この思いやりの一言が、それまで自分の涙をどうにか堰き止めていた栓を抜いた。
私はボロボロ涙をこぼしながら、嗚咽をもらしながら泣き始める。

「うっ………ひっく……巧………」

泣けども泣けども、次々に涙が出てきて止まらない。
川が決壊してしまったようにとにかく泣き続けていく。


『お前といるのって本当飽きないな』

………もっと一緒にいたかったよ。

『お前、本当ちっちゃいなー』

…………もっと抱きしめて欲しかったよ。

『こないださ、善逸にお前の事がどれだけ好きか延々と話したら、凄い嫌がられた。
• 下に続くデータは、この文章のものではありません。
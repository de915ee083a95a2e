//! Browser CSP violation reports.
//!
//! A report is a JSON object with a single `csp-report` member. Validation is
//! structural and presence-only: every required field must exist as a key,
//! whatever its value.

use serde::{Deserialize, Serialize};
use serde_json::Value;

/// Top-level key holding the report body.
pub const REPORT_KEY: &str = "csp-report";

/// Fields a report body must contain.
pub const REQUIRED_FIELDS: [&str; 7] = [
    "blocked-uri",
    "document-uri",
    "effective-directive",
    "violated-directive",
    "original-policy",
    "referrer",
    "status-code",
];

/// Whether `report` has a `csp-report` object containing every required field.
///
/// Never panics on missing or mistyped members; those simply yield `false`.
pub fn validate_violation_report(report: &Value) -> bool {
    report
        .get(REPORT_KEY)
        .and_then(Value::as_object)
        .is_some_and(|body| REQUIRED_FIELDS.iter().all(|field| body.contains_key(*field)))
}

/// The missing required fields, in declaration order.
///
/// Every field is reported missing when the `csp-report` object is absent.
pub fn missing_fields(report: &Value) -> Vec<&'static str> {
    let body = report.get(REPORT_KEY).and_then(Value::as_object);

    REQUIRED_FIELDS
        .iter()
        .copied()
        .filter(|field| !body.is_some_and(|b| b.contains_key(*field)))
        .collect()
}

/// A validated violation, with every field rendered as text.
///
/// String values are kept verbatim; any other JSON value (numbers, `null`,
/// objects) is kept as its JSON text.
#[derive(Debug, Clone, PartialEq, Eq, Serialize, Deserialize)]
#[serde(rename_all = "kebab-case")]
pub struct CspViolation {
    pub blocked_uri: String,
    pub document_uri: String,
    pub effective_directive: String,
    pub violated_directive: String,
    pub original_policy: String,
    pub referrer: String,
    pub status_code: String,

    #[serde(default, skip_serializing_if = "Option::is_none")]
    pub source_file: Option<String>,

    #[serde(default, skip_serializing_if = "Option::is_none")]
    pub line_number: Option<u64>,

    #[serde(default, skip_serializing_if = "Option::is_none")]
    pub column_number: Option<u64>,

    #[serde(default, skip_serializing_if = "Option::is_none")]
    pub disposition: Option<String>,
}

impl CspViolation {
    /// Project a report into a violation.
    ///
    /// Returns `None` exactly when [`validate_violation_report`] is `false`.
    pub fn from_report(report: &Value) -> Option<Self> {
        if !validate_violation_report(report) {
            return None;
        }
        let body = report.get(REPORT_KEY)?.as_object()?;
        let text = |key: &str| body.get(key).map(value_text).unwrap_or_default();

        Some(Self {
            blocked_uri: text("blocked-uri"),
            document_uri: text("document-uri"),
            effective_directive: text("effective-directive"),
            violated_directive: text("violated-directive"),
            original_policy: text("original-policy"),
            referrer: text("referrer"),
            status_code: text("status-code"),
            source_file: body.get("source-file").map(value_text),
            line_number: body.get("line-number").and_then(Value::as_u64),
            column_number: body.get("column-number").and_then(Value::as_u64),
            disposition: body
                .get("disposition")
                .and_then(Value::as_str)
                .map(str::to_string),
        })
    }
}

fn value_text(value: &Value) -> String {
    match value {
        Value::String(s) => s.clone(),
        other => other.to_string(),
    }
}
俺もバカだなーって思ったけどさ……』



『でもそれぐらい、俺お前の事が好きだから』

………もっと……もっと好きだよって伝えておけば良かったな。


次々に巧との会話が脳内に浮かんでは消え、また浮かんでは……を繰り返していく。



炎柱様は私が泣いてる間、何も言わずにただそばにいてくれた。
小さい子供をあやすように時々頭を撫でてくれた。

その2つの優しさに私はまた泣けてしまい、もう溢れる感情に任せて、たくさんたくさん涙を流し続けた。



そして ———
時間感覚にして30分ぐらいだったと思う。
涙はまだ出続けていたけど、まぶたがジンジンと痛みだした。

恐る恐る両目を開いてみるけど、何だかいつもより視界が狭い。